Segment Start: Available data

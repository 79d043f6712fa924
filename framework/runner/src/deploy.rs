use std::collections::BTreeMap;

use anyhow::Context;
use benchfleet_core::prelude::{poll, Poll, PollError, ProvisioningError};
use benchfleet_providers::prelude::{PodStatus, ServiceInfo, WorkloadApi};
use serde::Deserialize;

use crate::config::{RunConfig, Timings};
use crate::context::{RunContext, RunPhase};
use crate::types::Endpoint;

pub const STANDARD_IMAGE_PLACEHOLDER: &str = "{{STANDARD_IMAGE}}";
pub const CAGED_IMAGE_PLACEHOLDER: &str = "{{CAGED_IMAGE}}";

/// Set to `"true"` on a `LoadBalancer` service to make it a load test target.
pub const EXPOSE_ANNOTATION: &str = "benchfleet.io/expose";
/// `standard` or `caged`. Guessed from the service name when absent.
pub const VARIANT_ANNOTATION: &str = "benchfleet.io/variant";
/// Request path appended to the endpoint URL, `/` when absent.
pub const PATH_ANNOTATION: &str = "benchfleet.io/path";

const LOAD_BALANCER: &str = "LoadBalancer";
const DEFAULT_NAMESPACE: &str = "default";

/// A service the manifest asks to be exposed.
#[derive(Debug, Clone, PartialEq, Eq, PartialOrd, Ord)]
pub struct ExpectedService {
    pub namespace: String,
    pub name: String,
}

#[derive(Debug, Deserialize)]
struct ManifestDocument {
    kind: Option<String>,
    metadata: Option<ManifestMetadata>,
    spec: Option<ManifestSpec>,
}

#[derive(Debug, Deserialize)]
struct ManifestMetadata {
    name: String,
    namespace: Option<String>,
    #[serde(default)]
    annotations: BTreeMap<String, String>,
}

#[derive(Debug, Deserialize)]
struct ManifestSpec {
    #[serde(rename = "type")]
    service_type: Option<String>,
}

/// Substitute both image references into the manifest. Both placeholders must be present.
pub fn render_manifest(template: &str, standard: &str, caged: &str) -> anyhow::Result<String> {
    for placeholder in [STANDARD_IMAGE_PLACEHOLDER, CAGED_IMAGE_PLACEHOLDER] {
        if !template.contains(placeholder) {
            anyhow::bail!("manifest does not reference {placeholder}");
        }
    }

    Ok(template
        .replace(STANDARD_IMAGE_PLACEHOLDER, standard)
        .replace(CAGED_IMAGE_PLACEHOLDER, caged))
}

/// Exposed `LoadBalancer` services declared across all documents of a manifest.
pub fn expected_services(manifest: &str) -> anyhow::Result<Vec<ExpectedService>> {
    let mut expected = Vec::new();
    for document in serde_yaml::Deserializer::from_str(manifest) {
        let doc = Option::<ManifestDocument>::deserialize(document)
            .context("manifest is not valid YAML")?;
        let Some(ManifestDocument {
            kind: Some(kind),
            metadata: Some(metadata),
            spec,
        }) = doc
        else {
            continue;
        };

        let is_load_balancer = spec
            .and_then(|s| s.service_type)
            .is_some_and(|t| t == LOAD_BALANCER);
        if kind == "Service" && is_load_balancer && is_exposed(&metadata.annotations) {
            expected.push(ExpectedService {
                namespace: metadata
                    .namespace
                    .unwrap_or_else(|| DEFAULT_NAMESPACE.to_string()),
                name: metadata.name,
            });
        }
    }

    Ok(expected)
}

fn is_exposed(annotations: &BTreeMap<String, String>) -> bool {
    annotations
        .get(EXPOSE_ANNOTATION)
        .is_some_and(|v| v.eq_ignore_ascii_case("true"))
}

/// Live services that are exposed load balancers.
pub fn exposed_services(services: &[ServiceInfo]) -> Vec<ExpectedService> {
    services
        .iter()
        .filter(|s| s.service_type == LOAD_BALANCER && is_exposed(&s.annotations))
        .map(|s| ExpectedService {
            namespace: s.namespace.clone(),
            name: s.name.clone(),
        })
        .collect()
}

pub fn endpoint_for(service: &ServiceInfo, hostname: &str) -> Endpoint {
    let variant = service
        .annotations
        .get(VARIANT_ANNOTATION)
        .cloned()
        .unwrap_or_else(|| {
            if service.name.contains("caged") {
                "caged".to_string()
            } else {
                "standard".to_string()
            }
        });
    let path = service
        .annotations
        .get(PATH_ANNOTATION)
        .map(String::as_str)
        .unwrap_or("/");
    let path = if path.starts_with('/') {
        path.to_string()
    } else {
        format!("/{path}")
    };

    Endpoint {
        service: service.name.clone(),
        variant,
        url: format!("http://{hostname}:{}{path}", service.port.unwrap_or(80)),
    }
}

/// Readiness of the non-system pods: `None` when there is nothing to wait on yet.
fn pod_readiness(pods: &[PodStatus]) -> Option<(usize, usize)> {
    let workload = pods.iter().filter(|p| !p.is_system()).collect::<Vec<_>>();
    if workload.is_empty() {
        return None;
    }
    let ready = workload.iter().filter(|p| p.is_ready()).count();
    Some((ready, workload.len()))
}

fn pod_summary(pods: &[PodStatus]) -> String {
    pods.iter()
        .filter(|p| !p.is_system())
        .map(|p| {
            format!(
                "{}/{} {} {}/{}",
                p.namespace, p.name, p.phase, p.ready_containers, p.total_containers
            )
        })
        .collect::<Vec<_>>()
        .join("\n")
}

/// Applies the templated manifest, waits for the workload, and finds its endpoints.
pub struct DeploymentDriver<'a> {
    workloads: &'a dyn WorkloadApi,
    config: &'a RunConfig,
    timings: &'a Timings,
}

impl<'a> DeploymentDriver<'a> {
    pub fn new(
        workloads: &'a dyn WorkloadApi,
        config: &'a RunConfig,
        timings: &'a Timings,
    ) -> Self {
        Self {
            workloads,
            config,
            timings,
        }
    }

    pub async fn deploy(&self, ctx: &mut RunContext) -> anyhow::Result<()> {
        ctx.advance(RunPhase::Deploying);
        let published = ctx
            .published()
            .ok_or_else(|| ProvisioningError::new("deploy", "no published images"))?;

        let path = self.config.manifest_path();
        let template = std::fs::read_to_string(&path)
            .with_context(|| format!("Failed to read manifest {}", path.display()))
            .context(ProvisioningError::new("deploy", "manifest unreadable"))?;
        let manifest = render_manifest(
            &template,
            &published.images.standard,
            &published.images.caged,
        )
        .context(ProvisioningError::new("deploy", "manifest templating failed"))?;
        let declared = expected_services(&manifest)
            .context(ProvisioningError::new("deploy", "manifest could not be parsed"))?;

        self.workloads
            .apply(&manifest)
            .await
            .context(ProvisioningError::new("deploy", "apply failed"))?;
        log::info!("Applied manifest {}", path.display());
        ctx.check_interrupted()?;

        ctx.interruptible(self.wait_for_pods()).await?;
        let endpoints = ctx.interruptible(self.discover_endpoints(declared)).await?;
        for endpoint in &endpoints {
            log::info!("Endpoint {} ({}) at {}", endpoint.service, endpoint.variant, endpoint.url);
        }
        ctx.set_endpoints(endpoints);

        Ok(())
    }

    async fn wait_for_pods(&self) -> anyhow::Result<()> {
        let dump_every = self.timings.pod_status_dump_every.max(1);
        let result = poll("workload pods", self.timings.pods_ready, |attempt| async move {
            let pods = match self.workloads.pods().await {
                Ok(pods) => pods,
                Err(e) => return Ok(Poll::Pending(format!("could not list pods: {e}"))),
            };
            match pod_readiness(&pods) {
                None => Ok(Poll::Pending("no workload pods yet".to_string())),
                Some((ready, total)) if ready == total => Ok(Poll::Ready(total)),
                Some((ready, total)) => {
                    if attempt % dump_every == 0 {
                        log::info!("{ready}/{total} pods ready:\n{}", pod_summary(&pods));
                    }
                    Ok(Poll::Pending(format!("{ready}/{total} pods ready")))
                }
            }
        })
        .await;

        match result {
            Ok(total) => {
                log::info!("All {total} workload pods are ready");
                Ok(())
            }
            Err(e) => {
                self.dump_pod_state().await;
                Err(e).context(ProvisioningError::new("deploy", "pods never became ready"))
            }
        }
    }

    async fn dump_pod_state(&self) {
        match self.workloads.diagnostics().await {
            Ok(diagnostics) => log::error!("Workload state at timeout:\n{diagnostics}"),
            Err(e) => log::error!("Could not collect workload state: {e}"),
        }
    }

    /// The declared services plus any live service carrying the expose annotation, each polled
    /// until its load balancer has a hostname.
    async fn discover_endpoints(
        &self,
        mut expected: Vec<ExpectedService>,
    ) -> anyhow::Result<Vec<Endpoint>> {
        let live = self
            .workloads
            .services()
            .await
            .context(ProvisioningError::new("endpoints", "could not list services"))?;
        expected.extend(exposed_services(&live));
        expected.sort();
        expected.dedup();

        if expected.is_empty() {
            return Err(ProvisioningError::new(
                "endpoints",
                format!("no LoadBalancer service is annotated {EXPOSE_ANNOTATION}: \"true\""),
            )
            .into());
        }

        let mut endpoints = Vec::with_capacity(expected.len());
        for service in &expected {
            endpoints.push(self.wait_for_hostname(service).await?);
        }

        Ok(endpoints)
    }

    async fn wait_for_hostname(&self, expected: &ExpectedService) -> anyhow::Result<Endpoint> {
        let what = format!("hostname for {}/{}", expected.namespace, expected.name);
        poll(&what, self.timings.service_hostname, |_| async move {
            let services = match self.workloads.services().await {
                Ok(services) => services,
                Err(e) => return Ok(Poll::Pending(format!("could not list services: {e}"))),
            };
            let service = services
                .iter()
                .find(|s| s.namespace == expected.namespace && s.name == expected.name);
            Ok(match service {
                None => Poll::Pending("service not created yet".to_string()),
                Some(s) => match s.hostname.as_deref() {
                    Some(host) if !host.is_empty() => Poll::Ready(endpoint_for(s, host)),
                    _ => Poll::Pending("load balancer pending".to_string()),
                },
            })
        })
        .await
        .map_err(|e: PollError| {
            anyhow::Error::new(e).context(ProvisioningError::new(
                "endpoints",
                format!("{}/{} never got a hostname", expected.namespace, expected.name),
            ))
        })
    }
}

Segment End: Available data

# What is being asked:
Your response should contain each line of the entries above that holds the string "PollError".

# Written response:
use benchfleet_core::prelude::{poll, Poll, PollError, ProvisioningError};
        .map_err(|e: PollError| {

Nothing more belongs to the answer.